Task instructions: Copy every line from the data below in which the string "child" can be found.

*** Dataset entries Section Begins ***

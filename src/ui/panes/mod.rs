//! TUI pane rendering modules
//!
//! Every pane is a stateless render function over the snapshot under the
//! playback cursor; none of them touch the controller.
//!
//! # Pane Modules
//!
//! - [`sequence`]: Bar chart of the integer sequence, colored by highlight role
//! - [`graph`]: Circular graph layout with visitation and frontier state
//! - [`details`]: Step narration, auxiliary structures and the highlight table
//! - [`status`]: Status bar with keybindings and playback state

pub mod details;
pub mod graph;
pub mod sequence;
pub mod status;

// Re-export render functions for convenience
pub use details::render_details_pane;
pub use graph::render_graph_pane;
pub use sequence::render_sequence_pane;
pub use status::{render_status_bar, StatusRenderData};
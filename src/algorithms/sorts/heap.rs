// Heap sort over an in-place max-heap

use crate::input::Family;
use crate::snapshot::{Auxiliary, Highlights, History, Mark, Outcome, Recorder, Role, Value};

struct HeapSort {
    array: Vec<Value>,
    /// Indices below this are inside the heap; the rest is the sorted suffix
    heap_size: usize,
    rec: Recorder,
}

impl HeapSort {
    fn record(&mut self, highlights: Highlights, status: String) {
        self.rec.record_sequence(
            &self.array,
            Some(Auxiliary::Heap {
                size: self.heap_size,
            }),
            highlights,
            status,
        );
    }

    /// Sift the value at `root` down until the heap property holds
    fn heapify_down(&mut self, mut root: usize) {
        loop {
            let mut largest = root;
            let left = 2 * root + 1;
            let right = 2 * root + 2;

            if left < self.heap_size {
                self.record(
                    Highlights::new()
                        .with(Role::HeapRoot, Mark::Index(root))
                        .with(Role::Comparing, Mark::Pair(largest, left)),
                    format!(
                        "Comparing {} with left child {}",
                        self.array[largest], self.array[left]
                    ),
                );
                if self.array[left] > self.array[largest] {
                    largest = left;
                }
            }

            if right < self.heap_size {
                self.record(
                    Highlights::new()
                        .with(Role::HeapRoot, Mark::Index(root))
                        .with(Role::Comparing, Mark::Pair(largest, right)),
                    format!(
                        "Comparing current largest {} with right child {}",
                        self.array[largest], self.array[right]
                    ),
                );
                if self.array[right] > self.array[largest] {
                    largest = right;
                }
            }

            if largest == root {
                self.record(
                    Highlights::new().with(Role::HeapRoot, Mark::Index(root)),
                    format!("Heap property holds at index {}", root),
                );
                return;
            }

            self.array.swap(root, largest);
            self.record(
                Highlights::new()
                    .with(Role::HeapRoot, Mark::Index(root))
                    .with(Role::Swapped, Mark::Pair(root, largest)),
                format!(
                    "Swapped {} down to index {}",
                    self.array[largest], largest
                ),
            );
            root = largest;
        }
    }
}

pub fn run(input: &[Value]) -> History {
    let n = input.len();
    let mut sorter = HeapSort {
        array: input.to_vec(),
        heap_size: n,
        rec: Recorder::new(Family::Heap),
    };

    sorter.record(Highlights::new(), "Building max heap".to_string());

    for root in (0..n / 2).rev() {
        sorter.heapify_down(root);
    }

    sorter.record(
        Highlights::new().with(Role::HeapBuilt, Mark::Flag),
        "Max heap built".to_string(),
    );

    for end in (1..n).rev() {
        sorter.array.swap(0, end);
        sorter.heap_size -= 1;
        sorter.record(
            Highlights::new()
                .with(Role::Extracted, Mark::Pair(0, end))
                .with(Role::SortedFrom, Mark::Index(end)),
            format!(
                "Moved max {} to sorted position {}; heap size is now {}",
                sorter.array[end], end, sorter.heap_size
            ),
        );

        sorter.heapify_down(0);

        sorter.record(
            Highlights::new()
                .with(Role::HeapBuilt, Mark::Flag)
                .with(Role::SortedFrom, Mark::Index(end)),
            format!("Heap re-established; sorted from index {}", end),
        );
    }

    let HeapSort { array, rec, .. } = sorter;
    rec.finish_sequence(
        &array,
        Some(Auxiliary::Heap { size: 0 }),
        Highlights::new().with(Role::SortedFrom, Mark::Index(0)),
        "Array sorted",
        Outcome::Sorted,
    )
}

*** Dataset entries Section Ends ***
*** Dataset entries Section Begins ***

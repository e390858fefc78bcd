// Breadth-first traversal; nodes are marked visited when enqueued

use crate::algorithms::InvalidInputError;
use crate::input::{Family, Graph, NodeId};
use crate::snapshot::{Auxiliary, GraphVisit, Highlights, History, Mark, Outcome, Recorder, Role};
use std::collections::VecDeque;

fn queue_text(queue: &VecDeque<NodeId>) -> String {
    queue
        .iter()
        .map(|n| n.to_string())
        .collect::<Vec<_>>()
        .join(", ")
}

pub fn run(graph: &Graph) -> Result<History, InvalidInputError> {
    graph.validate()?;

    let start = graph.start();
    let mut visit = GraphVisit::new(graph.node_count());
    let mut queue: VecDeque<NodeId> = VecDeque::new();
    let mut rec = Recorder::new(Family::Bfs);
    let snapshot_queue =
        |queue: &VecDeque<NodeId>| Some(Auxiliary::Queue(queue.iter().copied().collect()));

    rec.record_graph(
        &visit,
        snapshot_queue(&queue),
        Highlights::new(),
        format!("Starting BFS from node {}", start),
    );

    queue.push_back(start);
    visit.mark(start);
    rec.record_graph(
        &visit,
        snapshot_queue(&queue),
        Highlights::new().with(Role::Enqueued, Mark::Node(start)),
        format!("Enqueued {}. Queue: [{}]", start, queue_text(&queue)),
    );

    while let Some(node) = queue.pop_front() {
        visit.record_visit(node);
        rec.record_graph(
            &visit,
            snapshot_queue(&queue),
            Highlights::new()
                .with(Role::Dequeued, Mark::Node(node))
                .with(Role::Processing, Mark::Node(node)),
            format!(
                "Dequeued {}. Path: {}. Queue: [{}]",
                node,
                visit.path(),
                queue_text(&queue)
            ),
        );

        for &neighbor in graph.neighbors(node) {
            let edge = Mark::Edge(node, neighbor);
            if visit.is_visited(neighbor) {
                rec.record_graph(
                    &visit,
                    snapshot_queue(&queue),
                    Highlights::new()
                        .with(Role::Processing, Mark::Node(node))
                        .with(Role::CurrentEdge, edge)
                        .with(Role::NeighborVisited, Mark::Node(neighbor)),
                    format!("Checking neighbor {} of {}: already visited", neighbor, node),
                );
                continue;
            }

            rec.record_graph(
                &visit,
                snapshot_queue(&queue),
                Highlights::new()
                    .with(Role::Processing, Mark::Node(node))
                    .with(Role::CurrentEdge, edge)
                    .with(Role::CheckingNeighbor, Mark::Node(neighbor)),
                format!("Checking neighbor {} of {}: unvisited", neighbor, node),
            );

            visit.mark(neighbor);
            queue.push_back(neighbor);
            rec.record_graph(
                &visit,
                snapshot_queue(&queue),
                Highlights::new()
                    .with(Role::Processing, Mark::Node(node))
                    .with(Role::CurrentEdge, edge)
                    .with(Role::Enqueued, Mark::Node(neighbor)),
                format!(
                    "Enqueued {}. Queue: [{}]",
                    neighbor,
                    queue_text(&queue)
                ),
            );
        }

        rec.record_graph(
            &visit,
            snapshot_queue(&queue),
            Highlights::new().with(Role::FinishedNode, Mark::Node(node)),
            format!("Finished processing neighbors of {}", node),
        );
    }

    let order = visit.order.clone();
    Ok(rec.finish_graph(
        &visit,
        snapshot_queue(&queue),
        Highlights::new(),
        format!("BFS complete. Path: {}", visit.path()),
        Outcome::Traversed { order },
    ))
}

*** Dataset entries Section Ends ***
*** Dataset entries Section Begins ***

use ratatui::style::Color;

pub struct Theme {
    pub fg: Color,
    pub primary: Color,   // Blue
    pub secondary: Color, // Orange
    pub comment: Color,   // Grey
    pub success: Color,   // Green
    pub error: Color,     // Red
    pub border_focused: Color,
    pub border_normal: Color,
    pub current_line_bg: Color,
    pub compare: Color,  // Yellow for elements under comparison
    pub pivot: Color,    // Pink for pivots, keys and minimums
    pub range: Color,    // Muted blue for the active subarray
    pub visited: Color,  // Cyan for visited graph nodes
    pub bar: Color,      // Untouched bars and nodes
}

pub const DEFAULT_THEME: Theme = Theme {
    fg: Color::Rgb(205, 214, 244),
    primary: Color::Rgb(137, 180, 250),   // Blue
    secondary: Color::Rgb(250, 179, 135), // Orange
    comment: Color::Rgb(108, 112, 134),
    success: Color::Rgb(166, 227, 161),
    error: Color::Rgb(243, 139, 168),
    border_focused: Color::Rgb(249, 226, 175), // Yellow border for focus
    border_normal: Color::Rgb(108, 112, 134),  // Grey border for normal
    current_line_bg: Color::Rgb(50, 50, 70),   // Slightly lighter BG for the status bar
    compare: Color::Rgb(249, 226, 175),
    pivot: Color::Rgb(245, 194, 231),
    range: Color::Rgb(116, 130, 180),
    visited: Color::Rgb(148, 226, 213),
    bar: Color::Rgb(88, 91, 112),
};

*** Dataset entries Section Ends ***

Response to this exercise:
                        "Comparing {} with left child {}",
                        "Comparing current largest {} with right child {}",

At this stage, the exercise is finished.